Unfortunately the last Python version I used for a job was 2.0, back in 2003. The most recently released version was 3.11. Python 3.5, installed by default on my laptop, is no longer supported1, and Python 3.7 is the earliest one that is supported2. Python 2.7, used by some software on my laptop, is apparently way old.

If I recall, the jump from 2.x to 3.x was supposed to be a big deal, so I have a lot of relearning to do.

My History With Python

In maybe 1996 or 1997 – I think I was still living in Chicago – I read the first editon of Mark Lutz’s 900 page tome Programming Python, which covered Python 1.3. After seeing the mess that was Perl I found Python’s syntax familiar, its object orientation slightly clunky but usable, and its indentation-based syntax clever.

Since then I discovered other scripting languages:

At the startup I worked at in 2001-2003 I even presented a little “tech talk” about scripting languages and how they might automate tasks. At one point I started developing a systems testing framework in Python 2.0, but honestly I didn’t think through all the issues or provide enough support for writing tests, so it was eventually replaced with first our new software architect’s interpreted Java engine and then actual JUnit tests in Java.

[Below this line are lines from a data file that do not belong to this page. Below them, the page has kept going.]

//! The player-controlled hero
//!
//! Movement is acceleration limited per axis, capped on the diagonal, and
//! slides along walls by dropping whichever axis runs into them.

use glam::Vec2;

use super::entity::{Entity, Sprite, Tint};
use super::rect::Rect;
use super::world::TileWorld;

/// Collider of a 16x16 hero sprite: a little narrower than the frame,
/// shorter at the top
pub fn hero_collider(cell_size: f32) -> Rect {
    let w = cell_size / 2.5;
    Rect::new(-w, -w, w, cell_size / 3.0)
}

/// Body tint for a health percentage. Anything above 0 and below 25 is
/// Brown; there is no separate near-death tint.
pub fn tint_for_health(pct: f32) -> Tint {
    if pct >= 80.0 {
        Tint::White
    } else if pct >= 50.0 {
        Tint::PeachPuff
    } else if pct >= 25.0 {
        Tint::RosyBrown
    } else if pct > 0.0 {
        Tint::Brown
    } else {
        Tint::Red
    }
}

/// Map a movement intent component to -1, 0 or 1
#[inline]
fn axis(v: f32) -> f32 {
    if v > 0.0 {
        1.0
    } else if v < 0.0 {
        -1.0
    } else {
        0.0
    }
}

/// Accelerate toward `intent * max`, or brake toward zero without overshooting
fn step_axis(vel: f32, intent: f32, daccel: f32, max: f32) -> f32 {
    let next = if intent != 0.0 {
        vel + intent * daccel
    } else if vel >= daccel {
        vel - daccel
    } else if vel <= -daccel {
        vel + daccel
    } else {
        0.0
    };
    next.clamp(-max, max)
}

#[derive(Debug, Clone)]
pub struct Hero {
    pub entity: Entity,
    pub vel: Vec2,
    pub max_speed: f32,
    pub accel: f32,
    pub health: f32,
    pub max_health: f32,
}

impl Hero {
    pub fn new(pos: Vec2, collider: Rect, max_speed: f32, accel: f32, max_health: f32) -> Self {
        Self {
            entity: Entity::new(Sprite::Hero, pos, collider),
            vel: Vec2::ZERO,
            max_speed,
            accel,
            health: max_health,
            max_health,
        }
    }

    #[inline]
    pub fn pos(&self) -> Vec2 {
        self.entity.pos
    }

    #[inline]
    pub fn abs_collider(&self) -> Rect {
        self.entity.abs_collider()
    }

    pub fn alive(&self) -> bool {
        self.health > 0.0
    }

    /// Health as a percentage of max
    pub fn health_pct(&self) -> f32 {
        if self.max_health > 0.0 {
            self.health / self.max_health * 100.0
        } else {
            0.0
        }
    }

    /// Add signed health (negative hurts), clamped to `[0, max_health]`
    pub fn damage(&mut self, amount: f32) {
        if !self.alive() {
            return;
        }
        self.health = (self.health + amount).clamp(0.0, self.max_health);
        if !self.alive() {
            log::info!("Hero died at {:?}", self.entity.pos);
        }
    }

    /// Scale velocity down by `rate` (0..1)
    pub fn slow_down(&mut self, rate: f32) {
        self.vel *= rate;
    }

    /// Advance one frame with the given movement intent
    pub fn update(&mut self, dt: f32, intent: Vec2, world: &TileWorld) {
        self.entity.tint = tint_for_health(self.health_pct());
        if !self.alive() {
            return;
        }

        let daccel = self.accel * dt;
        self.vel.x = step_axis(self.vel.x, axis(intent.x), daccel, self.max_speed);
        self.vel.y = step_axis(self.vel.y, axis(intent.y), daccel, self.max_speed);

        // limit diagonal speed
        let speed = self.vel.length();
        if speed > self.max_speed {
            self.vel *= self.max_speed / speed;
        }

        let mut delta = self.vel * dt;
        let col = self.abs_collider();
        for wall in world.colliders_near(&col.swept(delta)) {
            if delta == Vec2::ZERO {
                break;
            }
            // Already overlapping (e.g. placed inside a wall): let it walk out
            if col.intersects(&wall) || !col.moved(delta).intersects(&wall) {
                continue;
            }
            let no_y = Vec2::new(delta.x, 0.0);
            if !col.moved(no_y).intersects(&wall) {
                self.vel.y = 0.0;
                delta = no_y;
                continue;
            }
            let no_x = Vec2::new(0.0, delta.y);
            if !col.moved(no_x).intersects(&wall) {
                self.vel.x = 0.0;
                delta = no_x;
                continue;
            }
            self.vel = Vec2::ZERO;
            delta = Vec2::ZERO;
        }
        self.entity.pos += delta;
    }
}

#[cfg(test)]
mod tests {
    use super::*;
    use proptest::prelude::*;

    fn open_world() -> TileWorld {
        TileWorld::generate(64, 64, 16.0)
    }

    fn hero_at(pos: Vec2) -> Hero {
        Hero::new(pos, hero_collider(16.0), 90.0, 400.0, 100.0)
    }

    #[test]
    fn test_accelerates_to_max_and_holds() {
        let world = open_world();
        let mut hero = hero_at(Vec2::new(200.0, 500.0));
        let mut last = 0.0;
        for _ in 0..10 {
            hero.update(0.1, Vec2::new(1.0, 0.0), &world);
            assert!(hero.vel.x >= last);
            assert!(hero.vel.x <= 90.0);
            last = hero.vel.x;
        }
        assert_eq!(hero.vel.x, 90.0);
        assert_eq!(hero.vel.y, 0.0);
    }

    #[test]
    fn test_brakes_to_exact_zero() {
        let world = open_world();
        let mut hero = hero_at(Vec2::new(500.0, 500.0));
        hero.vel = Vec2::new(50.0, -30.0);
        for _ in 0..30 {
            hero.update(0.05, Vec2::ZERO, &world);
        }
        assert_eq!(hero.vel, Vec2::ZERO);
    }

    #[test]
    fn test_diagonal_speed_capped() {
        let world = open_world();
        let mut hero = hero_at(Vec2::new(500.0, 500.0));
        for _ in 0..20 {
            hero.update(0.1, Vec2::new(1.0, 1.0), &world);
        }
        assert!(hero.vel.length() <= 90.0 + 1e-3);
        assert!((hero.vel.x - hero.vel.y).abs() < 1e-3);
    }

    #[test]
    fn test_slides_along_wall() {
        let world = TileWorld::generate(20, 20, 16.0);
        // Right wall cell column x=19 spans [296, 312]; collider half width 6.4
        let mut hero = hero_at(Vec2::new(288.0, 150.0));
        for _ in 0..30 {
            hero.update(0.05, Vec2::new(1.0, 1.0), &world);
        }
        assert!(hero.abs_collider().max.x < 296.0);
        assert!(hero.pos().y > 150.0, "hero should keep sliding up the wall");
        assert_eq!(hero.vel.x, 0.0);
    }

    #[test]
    fn test_blocked_by_floor_wall() {
        let world = TileWorld::generate(20, 20, 16.0);
        let mut hero = hero_at(Vec2::new(100.0, 20.0));
        for _ in 0..30 {
            hero.update(0.05, Vec2::new(0.0, -1.0), &world);
        }
        // Bottom wall row spans y in [-8, 8]
        assert!(hero.abs_collider().min.y > 8.0);
    }

    #[test]
    fn test_damage_and_death() {
        let world = open_world();
        let mut hero = hero_at(Vec2::new(300.0, 300.0));
        hero.damage(-30.0);
        assert_eq!(hero.health, 70.0);
        hero.damage(500.0);
        assert_eq!(hero.health, 100.0);
        hero.damage(-1000.0);
        assert_eq!(hero.health, 0.0);
        assert!(!hero.alive());
        hero.damage(50.0);
        assert_eq!(hero.health, 0.0, "dead heroes do not heal");

        let before = hero.pos();
        hero.update(0.1, Vec2::new(1.0, 0.0), &world);
        assert_eq!(hero.pos(), before);
        assert_eq!(hero.entity.tint, Tint::Red);
    }

    #[test]
    fn test_health_tint_bands() {
        assert_eq!(tint_for_health(100.0), Tint::White);
        assert_eq!(tint_for_health(80.0), Tint::White);
        assert_eq!(tint_for_health(60.0), Tint::PeachPuff);
        assert_eq!(tint_for_health(30.0), Tint::RosyBrown);
        assert_eq!(tint_for_health(20.0), Tint::Brown);
        assert_eq!(tint_for_health(5.0), Tint::Brown);
        assert_eq!(tint_for_health(0.0), Tint::Red);
    }

    #[test]
    fn test_slow_down() {
        let mut hero = hero_at(Vec2::ZERO);
        hero.vel = Vec2::new(80.0, -40.0);
        hero.slow_down(0.5);
        assert_eq!(hero.vel, Vec2::new(40.0, -20.0));
    }

    fn arb_intent() -> impl Strategy<Value = Vec2> {
        (-1i8..=1, -1i8..=1).prop_map(|(x, y)| Vec2::new(x as f32, y as f32))
    }

    proptest! {
        #[test]
        fn prop_speed_never_exceeds_max(
            steps in prop::collection::vec((arb_intent(), 0.001f32..0.2), 1..60)
        ) {
            let world = open_world();
            let mut hero = hero_at(Vec2::new(500.0, 500.0));
            for (intent, dt) in steps {
                hero.update(dt, intent, &world);
                prop_assert!(hero.vel.length() <= hero.max_speed + 1e-3);
            }
        }

        #[test]
        fn prop_health_stays_in_range(hits in prop::collection::vec(-500.0f32..500.0, 0..40)) {
            let mut hero = hero_at(Vec2::ZERO);
            for amount in hits {
                hero.damage(amount);
                prop_assert!(hero.health >= 0.0 && hero.health <= hero.max_health);
            }
        }
    }
}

To be honest, the main reasons I forsook Python for Ruby were the use of indentation to convey program structure3, which becomes onerous without editor support when moving code blocks around, and the clunky, badly integrated support for classes and objects. (Maybe 3.x fixed the latter problem?)

Still, if only to reawaken dormant parts of my brain, Python it is.

Potential Projects

While I’ll peruse the tutorial in the standard documentation, and maybe even buy a book, the best way for me to relearn Python – the syntax, the libraries, and the idioms – is to work on simple but useful projects. Here are some initial candidates:

  1. A script to recurse through nested directories and find duplicate files … which I’ve already written for Ruby.
  2. A pull parser4 for JSON, a lightweight data interchange format that’s become standard across the Web.
  3. A pull parser4 for ELTN, a lightweight data interchange format I just made up a few years ago.
  4. A script to convert Fountain documents – a simple text format for writing screenplays – into HTML.5

I’ll probably think of some better ones as I go – too many parsers and text processors – but for now I think I’ll start with #1 above, a duplicate files finder. For learning purposes6 I’ll rewrite it from first principles … but it’s nice to know there’s a reference implementation.

duplicate-files.rb

I’ve had this script for nearly(?) twenty years, as the reference to Ruby 1.97 attests.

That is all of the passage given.